Start of Exercise data

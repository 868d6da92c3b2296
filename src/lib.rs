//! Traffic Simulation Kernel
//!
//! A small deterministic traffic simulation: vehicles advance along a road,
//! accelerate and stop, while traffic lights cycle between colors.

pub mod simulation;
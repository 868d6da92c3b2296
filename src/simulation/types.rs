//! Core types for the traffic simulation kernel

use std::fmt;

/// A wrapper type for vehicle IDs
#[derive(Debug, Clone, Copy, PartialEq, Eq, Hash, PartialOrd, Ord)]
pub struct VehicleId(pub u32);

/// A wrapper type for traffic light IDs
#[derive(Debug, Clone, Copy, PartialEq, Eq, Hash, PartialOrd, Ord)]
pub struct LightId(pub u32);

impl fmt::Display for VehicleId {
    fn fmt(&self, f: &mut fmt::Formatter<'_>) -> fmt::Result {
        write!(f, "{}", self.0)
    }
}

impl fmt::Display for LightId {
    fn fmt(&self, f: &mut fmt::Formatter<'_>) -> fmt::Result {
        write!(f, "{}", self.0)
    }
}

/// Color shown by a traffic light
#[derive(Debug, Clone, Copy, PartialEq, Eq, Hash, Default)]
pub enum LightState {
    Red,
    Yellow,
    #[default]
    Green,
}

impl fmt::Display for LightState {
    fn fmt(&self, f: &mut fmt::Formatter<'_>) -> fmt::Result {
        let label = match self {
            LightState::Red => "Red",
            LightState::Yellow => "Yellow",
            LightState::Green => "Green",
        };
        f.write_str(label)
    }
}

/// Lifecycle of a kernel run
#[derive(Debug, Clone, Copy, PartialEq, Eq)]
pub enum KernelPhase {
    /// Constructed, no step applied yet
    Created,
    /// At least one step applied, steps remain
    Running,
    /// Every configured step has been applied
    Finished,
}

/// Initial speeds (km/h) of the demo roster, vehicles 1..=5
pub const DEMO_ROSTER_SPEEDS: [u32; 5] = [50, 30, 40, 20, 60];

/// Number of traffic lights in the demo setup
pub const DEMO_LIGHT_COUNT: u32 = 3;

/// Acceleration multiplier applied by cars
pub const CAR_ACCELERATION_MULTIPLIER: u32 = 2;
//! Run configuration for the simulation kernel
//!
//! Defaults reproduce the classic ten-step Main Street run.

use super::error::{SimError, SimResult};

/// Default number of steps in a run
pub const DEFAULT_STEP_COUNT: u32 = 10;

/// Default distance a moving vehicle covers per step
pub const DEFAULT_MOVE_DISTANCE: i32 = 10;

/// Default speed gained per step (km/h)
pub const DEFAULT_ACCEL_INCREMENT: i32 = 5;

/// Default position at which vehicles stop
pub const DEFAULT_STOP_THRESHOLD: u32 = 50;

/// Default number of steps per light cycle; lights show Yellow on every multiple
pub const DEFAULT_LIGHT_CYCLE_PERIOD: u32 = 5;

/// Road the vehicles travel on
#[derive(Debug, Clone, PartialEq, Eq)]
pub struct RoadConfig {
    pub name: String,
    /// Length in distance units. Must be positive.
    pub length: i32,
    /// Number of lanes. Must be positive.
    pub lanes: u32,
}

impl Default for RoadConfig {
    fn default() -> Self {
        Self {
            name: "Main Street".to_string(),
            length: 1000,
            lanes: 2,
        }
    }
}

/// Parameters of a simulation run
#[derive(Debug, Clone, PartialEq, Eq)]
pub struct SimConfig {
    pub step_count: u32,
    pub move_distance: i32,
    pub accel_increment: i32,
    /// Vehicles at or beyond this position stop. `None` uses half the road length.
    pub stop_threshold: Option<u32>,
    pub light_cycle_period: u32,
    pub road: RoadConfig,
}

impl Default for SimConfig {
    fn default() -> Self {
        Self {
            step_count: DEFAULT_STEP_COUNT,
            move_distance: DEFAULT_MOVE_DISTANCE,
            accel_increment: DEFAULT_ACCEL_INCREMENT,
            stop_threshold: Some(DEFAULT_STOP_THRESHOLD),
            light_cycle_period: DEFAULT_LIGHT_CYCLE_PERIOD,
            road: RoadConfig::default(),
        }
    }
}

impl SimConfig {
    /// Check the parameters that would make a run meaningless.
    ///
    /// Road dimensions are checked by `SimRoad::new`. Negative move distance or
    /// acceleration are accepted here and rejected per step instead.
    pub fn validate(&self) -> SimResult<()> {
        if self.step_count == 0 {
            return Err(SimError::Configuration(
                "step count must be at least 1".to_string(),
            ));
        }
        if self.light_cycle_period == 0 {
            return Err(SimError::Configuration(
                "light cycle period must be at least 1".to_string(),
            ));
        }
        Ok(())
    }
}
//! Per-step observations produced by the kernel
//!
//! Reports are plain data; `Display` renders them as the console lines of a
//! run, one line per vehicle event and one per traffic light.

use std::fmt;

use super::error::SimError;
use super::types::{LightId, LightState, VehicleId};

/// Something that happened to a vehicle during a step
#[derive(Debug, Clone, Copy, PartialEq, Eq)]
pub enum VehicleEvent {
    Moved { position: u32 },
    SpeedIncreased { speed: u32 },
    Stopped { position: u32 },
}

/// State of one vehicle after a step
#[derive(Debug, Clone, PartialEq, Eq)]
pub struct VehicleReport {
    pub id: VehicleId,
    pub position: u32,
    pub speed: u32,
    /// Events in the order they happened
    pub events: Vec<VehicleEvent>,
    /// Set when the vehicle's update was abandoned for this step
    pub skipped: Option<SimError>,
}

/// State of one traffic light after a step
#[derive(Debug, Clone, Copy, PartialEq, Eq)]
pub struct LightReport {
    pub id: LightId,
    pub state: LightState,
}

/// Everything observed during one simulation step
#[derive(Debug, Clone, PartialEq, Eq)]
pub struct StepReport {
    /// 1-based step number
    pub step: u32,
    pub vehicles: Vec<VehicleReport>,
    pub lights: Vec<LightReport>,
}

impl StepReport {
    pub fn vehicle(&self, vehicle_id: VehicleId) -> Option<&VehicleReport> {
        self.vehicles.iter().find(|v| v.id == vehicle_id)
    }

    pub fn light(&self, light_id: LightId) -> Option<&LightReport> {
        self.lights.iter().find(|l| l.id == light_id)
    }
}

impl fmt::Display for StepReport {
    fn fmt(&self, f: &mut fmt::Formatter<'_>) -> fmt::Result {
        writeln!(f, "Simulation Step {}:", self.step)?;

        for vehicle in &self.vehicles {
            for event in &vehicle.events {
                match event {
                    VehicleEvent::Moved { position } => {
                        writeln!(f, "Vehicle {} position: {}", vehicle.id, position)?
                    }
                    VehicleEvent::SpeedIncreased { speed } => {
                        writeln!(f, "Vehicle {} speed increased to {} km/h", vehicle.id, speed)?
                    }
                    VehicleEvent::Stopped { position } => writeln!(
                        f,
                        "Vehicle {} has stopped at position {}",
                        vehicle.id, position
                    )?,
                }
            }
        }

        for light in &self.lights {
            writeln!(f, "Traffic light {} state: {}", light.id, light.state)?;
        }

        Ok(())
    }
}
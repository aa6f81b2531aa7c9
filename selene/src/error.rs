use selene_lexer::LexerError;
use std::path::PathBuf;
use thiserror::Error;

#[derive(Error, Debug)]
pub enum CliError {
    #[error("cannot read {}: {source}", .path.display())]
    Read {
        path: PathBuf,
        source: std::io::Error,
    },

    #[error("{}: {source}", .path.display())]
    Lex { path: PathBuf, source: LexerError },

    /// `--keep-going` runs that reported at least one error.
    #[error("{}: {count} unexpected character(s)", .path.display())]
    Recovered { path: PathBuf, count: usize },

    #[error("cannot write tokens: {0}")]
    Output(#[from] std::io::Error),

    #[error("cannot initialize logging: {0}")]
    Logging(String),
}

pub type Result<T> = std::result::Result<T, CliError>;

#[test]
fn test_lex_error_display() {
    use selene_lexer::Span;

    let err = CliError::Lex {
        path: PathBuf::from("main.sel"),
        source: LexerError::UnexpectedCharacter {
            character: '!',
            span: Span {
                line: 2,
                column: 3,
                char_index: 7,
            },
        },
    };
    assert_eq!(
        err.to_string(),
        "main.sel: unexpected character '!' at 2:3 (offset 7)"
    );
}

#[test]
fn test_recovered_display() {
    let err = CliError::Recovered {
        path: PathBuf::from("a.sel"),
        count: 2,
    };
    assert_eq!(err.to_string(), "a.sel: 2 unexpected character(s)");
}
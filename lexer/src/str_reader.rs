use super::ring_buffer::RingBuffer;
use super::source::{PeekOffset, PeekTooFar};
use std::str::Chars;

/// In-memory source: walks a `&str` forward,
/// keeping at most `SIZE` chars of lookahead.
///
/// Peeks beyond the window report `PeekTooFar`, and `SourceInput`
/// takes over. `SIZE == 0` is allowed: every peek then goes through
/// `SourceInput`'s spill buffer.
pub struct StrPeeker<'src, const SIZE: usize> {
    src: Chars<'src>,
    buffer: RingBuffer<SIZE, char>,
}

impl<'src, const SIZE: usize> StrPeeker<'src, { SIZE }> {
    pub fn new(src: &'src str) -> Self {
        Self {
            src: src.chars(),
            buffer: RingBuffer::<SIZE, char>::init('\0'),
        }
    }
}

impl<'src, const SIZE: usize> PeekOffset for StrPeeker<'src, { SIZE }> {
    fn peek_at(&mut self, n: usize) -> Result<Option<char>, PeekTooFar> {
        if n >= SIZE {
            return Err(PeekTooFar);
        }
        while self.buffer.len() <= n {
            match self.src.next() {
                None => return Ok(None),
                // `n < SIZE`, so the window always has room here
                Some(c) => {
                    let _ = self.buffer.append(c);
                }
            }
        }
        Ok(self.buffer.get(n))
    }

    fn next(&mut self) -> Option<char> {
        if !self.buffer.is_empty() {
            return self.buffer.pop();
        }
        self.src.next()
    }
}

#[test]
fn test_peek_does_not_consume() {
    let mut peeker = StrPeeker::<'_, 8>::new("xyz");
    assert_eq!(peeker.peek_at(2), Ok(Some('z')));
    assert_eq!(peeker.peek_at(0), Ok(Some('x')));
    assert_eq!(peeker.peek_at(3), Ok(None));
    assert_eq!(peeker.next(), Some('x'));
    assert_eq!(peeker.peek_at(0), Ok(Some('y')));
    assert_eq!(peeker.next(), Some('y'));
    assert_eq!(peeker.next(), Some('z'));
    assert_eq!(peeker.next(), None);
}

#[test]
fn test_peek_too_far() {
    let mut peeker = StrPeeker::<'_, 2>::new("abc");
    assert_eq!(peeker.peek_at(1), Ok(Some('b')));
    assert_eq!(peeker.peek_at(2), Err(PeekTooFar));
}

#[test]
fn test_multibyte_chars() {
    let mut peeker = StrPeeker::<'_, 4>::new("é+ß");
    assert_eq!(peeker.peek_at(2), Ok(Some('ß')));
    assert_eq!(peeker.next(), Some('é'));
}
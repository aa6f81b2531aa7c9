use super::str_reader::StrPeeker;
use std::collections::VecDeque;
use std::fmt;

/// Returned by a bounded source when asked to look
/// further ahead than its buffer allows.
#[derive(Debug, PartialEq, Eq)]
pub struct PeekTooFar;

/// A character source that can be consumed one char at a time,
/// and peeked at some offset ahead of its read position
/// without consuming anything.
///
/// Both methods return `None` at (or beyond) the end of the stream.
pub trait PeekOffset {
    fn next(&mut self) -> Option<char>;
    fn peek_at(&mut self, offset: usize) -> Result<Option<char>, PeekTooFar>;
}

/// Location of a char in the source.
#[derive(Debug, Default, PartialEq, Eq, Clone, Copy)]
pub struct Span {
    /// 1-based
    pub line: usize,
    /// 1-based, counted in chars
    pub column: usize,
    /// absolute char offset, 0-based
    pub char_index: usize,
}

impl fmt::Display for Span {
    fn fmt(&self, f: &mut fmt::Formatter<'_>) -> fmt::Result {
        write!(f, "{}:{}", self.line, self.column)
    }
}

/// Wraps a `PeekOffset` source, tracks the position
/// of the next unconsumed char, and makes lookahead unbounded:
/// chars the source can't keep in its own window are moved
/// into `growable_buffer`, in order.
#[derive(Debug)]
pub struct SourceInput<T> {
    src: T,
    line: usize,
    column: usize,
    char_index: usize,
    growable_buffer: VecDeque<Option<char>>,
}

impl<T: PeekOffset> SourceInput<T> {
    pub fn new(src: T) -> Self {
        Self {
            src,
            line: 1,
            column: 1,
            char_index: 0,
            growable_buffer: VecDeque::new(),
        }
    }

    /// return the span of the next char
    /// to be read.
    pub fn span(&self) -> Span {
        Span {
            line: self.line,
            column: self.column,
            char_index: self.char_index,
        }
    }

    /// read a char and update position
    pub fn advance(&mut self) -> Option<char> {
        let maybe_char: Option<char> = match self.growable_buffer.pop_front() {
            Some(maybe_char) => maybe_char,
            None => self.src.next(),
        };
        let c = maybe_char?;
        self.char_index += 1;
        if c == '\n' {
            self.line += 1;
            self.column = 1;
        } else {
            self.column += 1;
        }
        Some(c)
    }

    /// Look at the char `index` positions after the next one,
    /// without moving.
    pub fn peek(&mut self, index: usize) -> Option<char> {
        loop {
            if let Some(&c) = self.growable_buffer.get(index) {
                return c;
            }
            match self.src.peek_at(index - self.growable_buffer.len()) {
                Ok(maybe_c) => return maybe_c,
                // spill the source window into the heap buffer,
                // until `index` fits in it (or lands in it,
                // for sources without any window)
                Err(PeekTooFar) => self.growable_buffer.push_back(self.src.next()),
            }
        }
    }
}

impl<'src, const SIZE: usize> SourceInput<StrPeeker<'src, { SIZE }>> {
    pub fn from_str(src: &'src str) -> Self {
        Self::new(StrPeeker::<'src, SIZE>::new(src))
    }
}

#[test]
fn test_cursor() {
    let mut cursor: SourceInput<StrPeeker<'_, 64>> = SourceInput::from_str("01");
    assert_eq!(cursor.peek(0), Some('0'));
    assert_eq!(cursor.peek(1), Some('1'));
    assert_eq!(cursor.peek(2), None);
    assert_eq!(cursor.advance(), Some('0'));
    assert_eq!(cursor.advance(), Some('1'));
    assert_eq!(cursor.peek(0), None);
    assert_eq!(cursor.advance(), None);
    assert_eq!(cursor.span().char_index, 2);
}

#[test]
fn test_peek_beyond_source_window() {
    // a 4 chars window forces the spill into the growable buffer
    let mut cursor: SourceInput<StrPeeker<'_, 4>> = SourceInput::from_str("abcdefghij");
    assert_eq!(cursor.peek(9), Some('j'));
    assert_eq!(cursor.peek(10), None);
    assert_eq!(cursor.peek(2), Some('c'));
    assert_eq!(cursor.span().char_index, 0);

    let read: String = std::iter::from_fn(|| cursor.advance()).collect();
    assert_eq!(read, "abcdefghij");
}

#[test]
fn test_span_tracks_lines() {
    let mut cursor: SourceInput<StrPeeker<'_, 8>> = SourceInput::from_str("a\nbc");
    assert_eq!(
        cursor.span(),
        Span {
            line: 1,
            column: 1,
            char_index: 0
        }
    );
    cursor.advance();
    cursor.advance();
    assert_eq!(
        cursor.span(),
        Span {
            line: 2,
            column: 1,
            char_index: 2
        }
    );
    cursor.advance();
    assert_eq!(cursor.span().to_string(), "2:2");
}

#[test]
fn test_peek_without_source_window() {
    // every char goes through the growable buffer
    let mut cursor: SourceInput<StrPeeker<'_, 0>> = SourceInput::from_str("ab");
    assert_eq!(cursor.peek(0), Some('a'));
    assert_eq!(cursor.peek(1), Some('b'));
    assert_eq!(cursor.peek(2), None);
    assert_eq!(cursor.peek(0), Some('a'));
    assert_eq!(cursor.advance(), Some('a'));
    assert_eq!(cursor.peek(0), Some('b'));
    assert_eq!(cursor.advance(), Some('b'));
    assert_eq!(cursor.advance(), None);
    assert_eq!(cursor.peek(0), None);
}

End of Exercise data

_What you are asked to do:_
Transcribe verbatim. Cover the lines from the first line of the entries above to the line containing "traffic light IDs", inclusive.

_Answer:_
repository 868d6da92c3b2296
filename src/lib.rs
//! Traffic Simulation Kernel
//!
//! A small deterministic traffic simulation: vehicles advance along a road,
//! accelerate and stop, while traffic lights cycle between colors.

pub mod simulation;
repository 868d6da92c3b2296
filename src/simulation/types.rs
//! Core types for the traffic simulation kernel

use std::fmt;

/// A wrapper type for vehicle IDs
#[derive(Debug, Clone, Copy, PartialEq, Eq, Hash, PartialOrd, Ord)]
pub struct VehicleId(pub u32);

/// A wrapper type for traffic light IDs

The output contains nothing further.